Problem to solve >> Only the lines that hold "impl" should be in the answer, each copied from the data below.

Data under study >>
::::

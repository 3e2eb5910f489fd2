use std::sync::Arc;

use anyhow::Result;
use axum::{routing::get, Router};
use sqlx::postgres::PgPoolOptions;
use tracing::info;
use tracing_subscriber::EnvFilter;

use gtrends_client::GtrendsClient;
use trendwatch_common::AppConfig;
use trendwatch_discovery::traits::{SystemClock, TokioSleeper};
use trendwatch_discovery::{DiscoveryConfig, DiscoveryOrchestrator, PgSnapshotStore};

mod news;
mod rest;

use news::NewsFetcher;

pub struct AppState {
    pub orchestrator: DiscoveryOrchestrator,
    pub news: NewsFetcher,
    pub default_geo: String,
}

#[tokio::main]
async fn main() -> Result<()> {
    tracing_subscriber::fmt()
        .with_env_filter(EnvFilter::from_default_env().add_directive("trendwatch=info".parse()?))
        .init();

    let config = AppConfig::from_env()?;

    let pool = PgPoolOptions::new()
        .max_connections(5)
        .connect(&config.database_url)
        .await?;
    let store = PgSnapshotStore::new(pool);
    store.ensure_schema().await?;

    let source = Arc::new(GtrendsClient::new(&config.trends_hl, config.trends_tz));
    let orchestrator = DiscoveryOrchestrator::new(
        source,
        Arc::new(store),
        Arc::new(TokioSleeper),
        Arc::new(SystemClock),
        DiscoveryConfig::default(),
    );

    let state = Arc::new(AppState {
        orchestrator,
        news: NewsFetcher::new(config.gnews_api_key.clone()),
        default_geo: config.default_geo.clone(),
    });

    let app = Router::new()
        .route("/health", get(rest::health))
        .route("/api/scenarios", get(rest::api_scenarios))
        .route("/api/keyword-discovery", get(rest::api_keyword_discovery))
        .route("/api/keyword-news", get(rest::api_keyword_news))
        .with_state(state)
        .layer(
            tower_http::cors::CorsLayer::new()
                .allow_origin(tower_http::cors::Any)
                .allow_methods(tower_http::cors::Any)
                .allow_headers(tower_http::cors::Any),
        )
        .layer(
            tower_http::trace::TraceLayer::new_for_http().make_span_with(
                |request: &axum::http::Request<_>| {
                    tracing::info_span!(
                        "http_request",
                        method = %request.method(),
                        path = %request.uri().path(),
                    )
                },
            ),
        );

    let addr = format!("{}:{}", config.api_host, config.api_port);
    info!("Trendwatch API starting on {addr}");

    let listener = tokio::net::TcpListener::bind(&addr).await?;
    axum::serve(listener, app).await?;

    Ok(())
}
use std::sync::Arc;

use axum::{
    extract::{Query, State},
    http::StatusCode,
    response::{IntoResponse, Json},
};
use serde::Deserialize;

use trendwatch_discovery::DiscoveryError;

use crate::AppState;

// --- Query structs ---

#[derive(Deserialize)]
pub struct DiscoveryQuery {
    scenario: String,
    geo: Option<String>,
    top_n: Option<usize>,
    force_refresh: Option<bool>,
}

#[derive(Deserialize)]
pub struct NewsQuery {
    kw: String,
    scenario: Option<String>,
    max: Option<usize>,
}

// --- Handlers ---

pub async fn api_keyword_discovery(
    State(state): State<Arc<AppState>>,
    Query(params): Query<DiscoveryQuery>,
) -> impl IntoResponse {
    let geo = params.geo.as_deref().unwrap_or(&state.default_geo);
    let top_n = params.top_n.unwrap_or(5).clamp(1, 5);
    let force_refresh = params.force_refresh.unwrap_or(false);

    match state
        .orchestrator
        .discover(&params.scenario, geo, top_n, force_refresh)
        .await
    {
        Ok(view) => Json(view).into_response(),
        Err(e @ DiscoveryError::UnknownScenario(_)) => (
            StatusCode::BAD_REQUEST,
            Json(serde_json::json!({
                "error": e.to_string(),
                "scenarios": state.orchestrator.list_scenarios(),
            })),
        )
            .into_response(),
    }
}

pub async fn api_scenarios(State(state): State<Arc<AppState>>) -> impl IntoResponse {
    Json(serde_json::json!({
        "scenarios": state.orchestrator.list_scenarios(),
    }))
}

pub async fn api_keyword_news(
    State(state): State<Arc<AppState>>,
    Query(params): Query<NewsQuery>,
) -> impl IntoResponse {
    let max = params.max.unwrap_or(5).min(10);
    let scenario = params.scenario.as_deref().unwrap_or("");

    let articles = state.news.fetch(&params.kw, scenario, max).await;
    Json(serde_json::json!({
        "keyword": params.kw,
        "articles": articles,
    }))
}

pub async fn health() -> impl IntoResponse {
    StatusCode::OK
}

::::

Exercise response >>
) -> impl IntoResponse {
pub async fn api_scenarios(State(state): State<Arc<AppState>>) -> impl IntoResponse {
) -> impl IntoResponse {
pub async fn health() -> impl IntoResponse {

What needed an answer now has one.